Dane looked up sharply. "How did you know—?"
"Simple logic. The analysis gave me all the things in your mind—about the man with the hairless skull who was your master, and the silver needle, and the Kalquoi. When I mentioned robots, it was almost certain to make you think about—the man."
"Oh."
"You don't need to worry, either. You're not a robot. Robots don't have feelings. Besides, the celloscope would have shown it if you were. As for the rest—the shaft—the Kalquoi—I imagine they're some sort of delusion. Tied in with your amnesia, perhaps—specialized situations the standard tests weren't geared to touch."
"I see." Dane studied his knuckles.
Yet what did he see? What, really? He wondered.
Certainly not that the fiend-faced man and the silver needle and the Kalquoi were delusions!

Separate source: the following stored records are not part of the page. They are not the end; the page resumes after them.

//! Application configuration.
//!
//! Aggregates configuration from all modules into a single Config struct
//! that can be loaded from YAML files or environment variables.

mod directory;
mod engine;
mod storage;

pub use directory::DirectoryConfig;
pub use engine::{
    IngestionConfig, LeaderboardConfig, MilestoneConfig, RetryConfig, DEFAULT_CURRENCY,
};
pub use storage::{StorageConfig, StorageType};

/// Default configuration file name.
pub const DEFAULT_CONFIG_FILE: &str = "config.yaml";
/// Environment variable for configuration file path.
pub const CONFIG_ENV_VAR: &str = "DONATION_ENGINE_CONFIG";
/// Prefix for configuration environment variables.
pub const CONFIG_ENV_PREFIX: &str = "DONATION_ENGINE";
/// Environment variable for logging configuration.
pub const LOG_ENV_VAR: &str = "DONATION_ENGINE_LOG";

use serde::Deserialize;

/// Configuration loading and validation errors.
#[derive(Debug, thiserror::Error)]
pub enum ConfigError {
    #[error("Failed to load configuration: {0}")]
    Load(#[from] ::config::ConfigError),

    #[error("Failed to read {path}: {source}")]
    Read {
        path: String,
        #[source]
        source: std::io::Error,
    },

    #[error("Invalid milestone table in {path}: {source}")]
    Milestones {
        path: String,
        #[source]
        source: serde_yaml::Error,
    },

    #[error("Invalid configuration: {0}")]
    Invalid(String),
}

/// Main application configuration.
#[derive(Debug, Clone, Default, Deserialize)]
#[serde(default)]
pub struct Config {
    /// Storage configuration.
    pub storage: StorageConfig,
    /// Donation ingestion defaults.
    pub ingestion: IngestionConfig,
    /// Conflict retry backoff.
    pub retry: RetryConfig,
    /// Leaderboard recompute schedule.
    pub leaderboard: LeaderboardConfig,
    /// Milestone table source.
    pub milestones: MilestoneConfig,
    /// Static directory contents.
    pub directory: DirectoryConfig,
}

impl Config {
    /// Load configuration from file and environment.
    ///
    /// Configuration sources (in order of priority, later overrides earlier):
    /// 1. `config.yaml` in current directory (if exists)
    /// 2. File specified by `path` argument (if provided)
    /// 3. File specified by `CONFIG_ENV_VAR` environment variable (if set)
    /// 4. Environment variables with `CONFIG_ENV_PREFIX` prefix
    pub fn load(path: Option<&str>) -> Result<Self, ConfigError> {
        use ::config::{Config as ConfigLib, Environment, File, FileFormat};

        let mut builder = ConfigLib::builder()
            .add_source(File::new("config", FileFormat::Yaml).required(false))
            .add_source(File::new(DEFAULT_CONFIG_FILE, FileFormat::Yaml).required(false));

        if let Some(config_path) = path {
            builder = builder.add_source(File::new(config_path, FileFormat::Yaml).required(true));
        }

        if let Ok(config_path) = std::env::var(CONFIG_ENV_VAR) {
            builder = builder.add_source(File::new(&config_path, FileFormat::Yaml).required(true));
        }

        let config = builder
            .add_source(
                Environment::with_prefix(CONFIG_ENV_PREFIX)
                    .separator("__")
                    .try_parsing(true),
            )
            .build()?;

        let config: Config = config.try_deserialize()?;
        config.validate()?;
        Ok(config)
    }

    /// Create config for testing: in-memory storage, fast retries.
    pub fn for_test() -> Self {
        Self {
            storage: StorageConfig::memory(),
            retry: RetryConfig {
                min_delay_ms: 1,
                max_delay_ms: 5,
                max_attempts: 10,
            },
            ..Self::default()
        }
    }

    /// Reject values the engine cannot run with.
    pub fn validate(&self) -> Result<(), ConfigError> {
        let currency = &self.ingestion.default_currency;
        if currency.len() != 3 || !currency.chars().all(|c| c.is_ascii_alphabetic()) {
            return Err(ConfigError::Invalid(format!(
                "ingestion.default_currency must be a 3-letter code, got {currency:?}"
            )));
        }
        if self.retry.min_delay_ms > self.retry.max_delay_ms {
            return Err(ConfigError::Invalid(format!(
                "retry.min_delay_ms ({}) exceeds retry.max_delay_ms ({})",
                self.retry.min_delay_ms, self.retry.max_delay_ms
            )));
        }
        if self.leaderboard.recompute_interval_secs == 0 {
            return Err(ConfigError::Invalid(
                "leaderboard.recompute_interval_secs must be positive".to_string(),
            ));
        }
        Ok(())
    }
}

For as Nelva talked, her words had come faster and faster. A new note had crept into her voice—a note of tension. And now, as he watched her obliquely, he became acutely aware that her fingers were all at once ever so restless. Her lips showed a minute tendency to tremble, also, and the grey eyes stayed clear of him, as if the things she said were creating some under-current of conflict in her that she feared to let him see.
Dane's jaw tightened. Breathing carefully, evenly, he thought back once again to the way the girl had first looked at him—and then, how the blinds had come down, shutting him out.